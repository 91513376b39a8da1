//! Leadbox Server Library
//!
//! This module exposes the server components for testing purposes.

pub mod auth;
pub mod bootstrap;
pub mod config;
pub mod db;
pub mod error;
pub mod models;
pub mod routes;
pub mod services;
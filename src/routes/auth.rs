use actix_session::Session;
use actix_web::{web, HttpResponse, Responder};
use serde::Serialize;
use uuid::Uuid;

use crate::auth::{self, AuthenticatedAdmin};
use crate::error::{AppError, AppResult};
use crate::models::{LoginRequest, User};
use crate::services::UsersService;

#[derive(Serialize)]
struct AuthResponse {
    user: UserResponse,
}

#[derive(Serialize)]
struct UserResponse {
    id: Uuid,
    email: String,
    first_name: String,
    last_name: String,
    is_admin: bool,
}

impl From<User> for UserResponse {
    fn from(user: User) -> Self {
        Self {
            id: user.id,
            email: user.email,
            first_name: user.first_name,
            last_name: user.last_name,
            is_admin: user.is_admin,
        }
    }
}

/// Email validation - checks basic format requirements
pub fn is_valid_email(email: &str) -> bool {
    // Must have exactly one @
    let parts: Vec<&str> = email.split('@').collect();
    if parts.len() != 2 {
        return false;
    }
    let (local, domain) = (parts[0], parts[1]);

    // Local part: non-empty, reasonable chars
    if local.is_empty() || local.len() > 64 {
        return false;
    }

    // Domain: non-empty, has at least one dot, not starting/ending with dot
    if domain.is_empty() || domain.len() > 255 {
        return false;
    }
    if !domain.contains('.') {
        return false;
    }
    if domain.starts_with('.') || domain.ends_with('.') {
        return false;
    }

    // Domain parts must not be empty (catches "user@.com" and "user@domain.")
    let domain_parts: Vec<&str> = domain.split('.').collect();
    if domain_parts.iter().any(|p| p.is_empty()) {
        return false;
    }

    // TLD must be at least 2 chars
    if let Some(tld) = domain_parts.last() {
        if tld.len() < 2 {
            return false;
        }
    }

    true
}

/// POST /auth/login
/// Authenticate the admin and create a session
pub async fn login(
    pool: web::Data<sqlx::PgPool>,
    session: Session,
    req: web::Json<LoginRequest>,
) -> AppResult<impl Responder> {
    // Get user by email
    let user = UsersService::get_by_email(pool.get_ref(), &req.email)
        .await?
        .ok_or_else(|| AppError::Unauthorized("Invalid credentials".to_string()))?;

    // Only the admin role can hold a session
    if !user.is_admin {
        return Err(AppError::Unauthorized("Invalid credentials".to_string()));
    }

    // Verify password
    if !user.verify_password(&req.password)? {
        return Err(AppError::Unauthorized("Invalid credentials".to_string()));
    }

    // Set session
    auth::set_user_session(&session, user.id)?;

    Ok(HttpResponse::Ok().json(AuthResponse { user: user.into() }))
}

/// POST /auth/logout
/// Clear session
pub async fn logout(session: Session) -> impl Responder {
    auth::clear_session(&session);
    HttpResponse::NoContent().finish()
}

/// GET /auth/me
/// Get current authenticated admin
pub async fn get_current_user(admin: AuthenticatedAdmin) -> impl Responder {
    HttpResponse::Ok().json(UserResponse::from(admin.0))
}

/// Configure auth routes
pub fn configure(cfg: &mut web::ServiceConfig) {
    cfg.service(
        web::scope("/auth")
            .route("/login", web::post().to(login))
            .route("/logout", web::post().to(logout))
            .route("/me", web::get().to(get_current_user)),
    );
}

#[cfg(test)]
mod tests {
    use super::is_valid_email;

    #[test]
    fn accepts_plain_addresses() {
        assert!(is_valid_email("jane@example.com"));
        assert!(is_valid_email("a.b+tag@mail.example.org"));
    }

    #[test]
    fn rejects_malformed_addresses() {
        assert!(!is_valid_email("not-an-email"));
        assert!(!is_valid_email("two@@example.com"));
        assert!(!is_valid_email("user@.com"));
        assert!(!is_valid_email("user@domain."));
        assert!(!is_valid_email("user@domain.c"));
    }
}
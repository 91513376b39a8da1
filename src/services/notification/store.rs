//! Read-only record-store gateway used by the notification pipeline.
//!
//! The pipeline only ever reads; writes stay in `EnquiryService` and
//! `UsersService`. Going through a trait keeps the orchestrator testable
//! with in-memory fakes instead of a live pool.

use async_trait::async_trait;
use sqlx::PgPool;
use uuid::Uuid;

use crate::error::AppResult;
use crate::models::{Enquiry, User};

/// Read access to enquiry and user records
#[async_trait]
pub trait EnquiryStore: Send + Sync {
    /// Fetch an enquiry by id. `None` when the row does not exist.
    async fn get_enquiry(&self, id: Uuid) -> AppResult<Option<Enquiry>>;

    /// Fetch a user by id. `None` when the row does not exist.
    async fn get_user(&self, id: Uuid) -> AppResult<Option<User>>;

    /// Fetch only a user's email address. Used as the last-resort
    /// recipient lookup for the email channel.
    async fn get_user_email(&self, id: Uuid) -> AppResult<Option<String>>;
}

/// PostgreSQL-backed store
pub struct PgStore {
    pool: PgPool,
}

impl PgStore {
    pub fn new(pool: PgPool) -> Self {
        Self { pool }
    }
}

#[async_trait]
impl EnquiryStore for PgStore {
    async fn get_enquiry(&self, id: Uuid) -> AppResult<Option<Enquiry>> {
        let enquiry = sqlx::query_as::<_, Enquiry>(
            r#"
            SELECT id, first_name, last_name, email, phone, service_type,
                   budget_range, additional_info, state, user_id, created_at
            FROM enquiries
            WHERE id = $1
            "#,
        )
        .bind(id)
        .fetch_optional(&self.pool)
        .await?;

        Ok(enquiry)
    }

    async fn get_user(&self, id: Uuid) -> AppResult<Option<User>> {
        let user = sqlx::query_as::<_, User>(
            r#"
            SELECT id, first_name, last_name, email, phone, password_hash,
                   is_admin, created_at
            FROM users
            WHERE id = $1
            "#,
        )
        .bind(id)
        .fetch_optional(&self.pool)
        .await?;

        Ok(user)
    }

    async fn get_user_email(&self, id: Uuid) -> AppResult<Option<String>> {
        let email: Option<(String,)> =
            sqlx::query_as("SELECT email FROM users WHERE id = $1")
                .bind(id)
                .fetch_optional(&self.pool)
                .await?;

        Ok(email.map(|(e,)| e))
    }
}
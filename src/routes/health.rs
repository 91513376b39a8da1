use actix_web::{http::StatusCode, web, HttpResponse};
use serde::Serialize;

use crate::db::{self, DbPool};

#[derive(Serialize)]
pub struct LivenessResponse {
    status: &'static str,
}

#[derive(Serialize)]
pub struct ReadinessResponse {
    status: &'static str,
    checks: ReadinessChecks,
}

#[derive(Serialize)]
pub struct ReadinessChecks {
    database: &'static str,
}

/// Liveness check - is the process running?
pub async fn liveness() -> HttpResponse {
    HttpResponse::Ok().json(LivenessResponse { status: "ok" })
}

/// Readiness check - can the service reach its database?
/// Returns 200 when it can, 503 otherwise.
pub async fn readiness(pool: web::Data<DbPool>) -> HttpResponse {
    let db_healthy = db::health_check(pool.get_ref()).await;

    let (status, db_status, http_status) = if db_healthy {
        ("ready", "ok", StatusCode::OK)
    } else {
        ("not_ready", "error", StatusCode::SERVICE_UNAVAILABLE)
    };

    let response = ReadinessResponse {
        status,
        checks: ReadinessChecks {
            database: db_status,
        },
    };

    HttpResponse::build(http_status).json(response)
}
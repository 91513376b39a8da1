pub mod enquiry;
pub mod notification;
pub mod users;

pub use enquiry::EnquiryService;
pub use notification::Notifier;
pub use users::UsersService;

● HOW TO COMPLETE THIS TASK:
Go through the material and copy out every line with "example" in it.

● RESULT:
        assert!(is_valid_email("jane@example.com"));
        assert!(is_valid_email("a.b+tag@mail.example.org"));
        assert!(!is_valid_email("two@@example.com"));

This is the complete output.